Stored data
-- Opening Marker --
//! Turns finished or interrupted intervals into session records.
//!
//! The recorder owns the in-memory history (newest first), which stays
//! authoritative for the process even when saving to the store fails.
//! Its recording entry points are crate-private: only the engine's
//! transitions create sessions.
//!
//! Other processes may append to the same store in the meantime, so every
//! save merges the on-disk history by id instead of overwriting it.

use std::collections::HashSet;

use chrono::{DateTime, Duration, Utc};
use uuid::Uuid;

use super::Mode;
use crate::history::{Session, SessionStatus};
use crate::storage::SessionStore;

/// Default noise threshold in seconds: interruptions this short are not recorded.
pub const DEFAULT_ABANDON_THRESHOLD_SECS: i64 = 1;

#[derive(Debug)]
pub struct SessionRecorder {
    store: SessionStore,
    sessions: Vec<Session>,
    abandon_threshold: Duration,
}

impl SessionRecorder {
    /// Create a recorder seeded with whatever history `store` holds.
    pub fn new(store: SessionStore) -> Self {
        let sessions = store.load();
        tracing::debug!(count = sessions.len(), "loaded session history");
        Self {
            store,
            sessions,
            abandon_threshold: Duration::seconds(DEFAULT_ABANDON_THRESHOLD_SECS),
        }
    }

    pub fn with_abandon_threshold(mut self, threshold: Duration) -> Self {
        self.abandon_threshold = threshold.max(Duration::zero());
        self
    }

    /// Recorded sessions, newest first.
    pub fn sessions(&self) -> &[Session] {
        &self.sessions
    }

    /// Replace the in-memory history with what the store holds now.
    pub fn reload(&mut self) {
        self.sessions = self.store.load();
    }

    /// Record an interval that ran to `ended_at`.
    ///
    /// Falls back to `ended_at - full duration` when the start was never captured.
    pub(crate) fn record_completion(
        &mut self,
        mode: Mode,
        title: &str,
        started_at: Option<DateTime<Utc>>,
        ended_at: DateTime<Utc>,
    ) -> Uuid {
        let started_at = started_at.unwrap_or(ended_at - mode.duration());
        let session = Session::new(title, mode, started_at, ended_at, SessionStatus::Completed);
        tracing::info!(%mode, duration_seconds = session.duration_seconds, "interval completed");
        self.push(session)
    }

    /// Record an interval interrupted at `now` with `remaining` time left.
    ///
    /// Returns `None` without recording when the elapsed time does not exceed
    /// the abandonment threshold.
    pub(crate) fn record_abandonment(
        &mut self,
        mode: Mode,
        title: &str,
        started_at: Option<DateTime<Utc>>,
        remaining: Duration,
        now: DateTime<Utc>,
    ) -> Option<Uuid> {
        let elapsed = mode.duration() - remaining;
        if elapsed <= self.abandon_threshold {
            tracing::debug!(
                elapsed_ms = elapsed.num_milliseconds(),
                "interruption below threshold, not recorded"
            );
            return None;
        }

        let started_at = started_at.unwrap_or(now - elapsed);
        let session = Session::new(title, mode, started_at, now, SessionStatus::Abandoned);
        tracing::info!(%mode, duration_seconds = session.duration_seconds, "interval abandoned");
        Some(self.push(session))
    }

    /// Prepend `session` to the on-disk history, keep any in-memory records
    /// the store lost or never received, and save the result.
    fn push(&mut self, session: Session) -> Uuid {
        let id = session.id;
        let on_disk = self.store.load();
        let known: HashSet<Uuid> = on_disk.iter().map(|s| s.id).collect();

        let mut merged = Vec::with_capacity(on_disk.len() + self.sessions.len() + 1);
        merged.push(session);
        merged.extend(on_disk);
        merged.extend(self.sessions.drain(..).filter(|s| !known.contains(&s.id)));

        self.sessions = merged;
        self.store.save(&self.sessions);
        id
    }
}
-- Closing Marker --
Set down again, word for word, the stretch of records from the line with "Create a recorder" to the line with "the abandonment threshold.", both of those lines included.

» ANSWER TO THE EXERCISE:
    /// Create a recorder seeded with whatever history `store` holds.
    pub fn new(store: SessionStore) -> Self {
        let sessions = store.load();
        tracing::debug!(count = sessions.len(), "loaded session history");
        Self {
            store,
            sessions,
            abandon_threshold: Duration::seconds(DEFAULT_ABANDON_THRESHOLD_SECS),
        }
    }

    pub fn with_abandon_threshold(mut self, threshold: Duration) -> Self {
        self.abandon_threshold = threshold.max(Duration::zero());
        self
    }

    /// Recorded sessions, newest first.
    pub fn sessions(&self) -> &[Session] {
        &self.sessions
    }

    /// Replace the in-memory history with what the store holds now.
    pub fn reload(&mut self) {
        self.sessions = self.store.load();
    }

    /// Record an interval that ran to `ended_at`.
    ///
    /// Falls back to `ended_at - full duration` when the start was never captured.
    pub(crate) fn record_completion(
        &mut self,
        mode: Mode,
        title: &str,
        started_at: Option<DateTime<Utc>>,
        ended_at: DateTime<Utc>,
    ) -> Uuid {
        let started_at = started_at.unwrap_or(ended_at - mode.duration());
        let session = Session::new(title, mode, started_at, ended_at, SessionStatus::Completed);
        tracing::info!(%mode, duration_seconds = session.duration_seconds, "interval completed");
        self.push(session)
    }

    /// Record an interval interrupted at `now` with `remaining` time left.
    ///
    /// Returns `None` without recording when the elapsed time does not exceed
    /// the abandonment threshold.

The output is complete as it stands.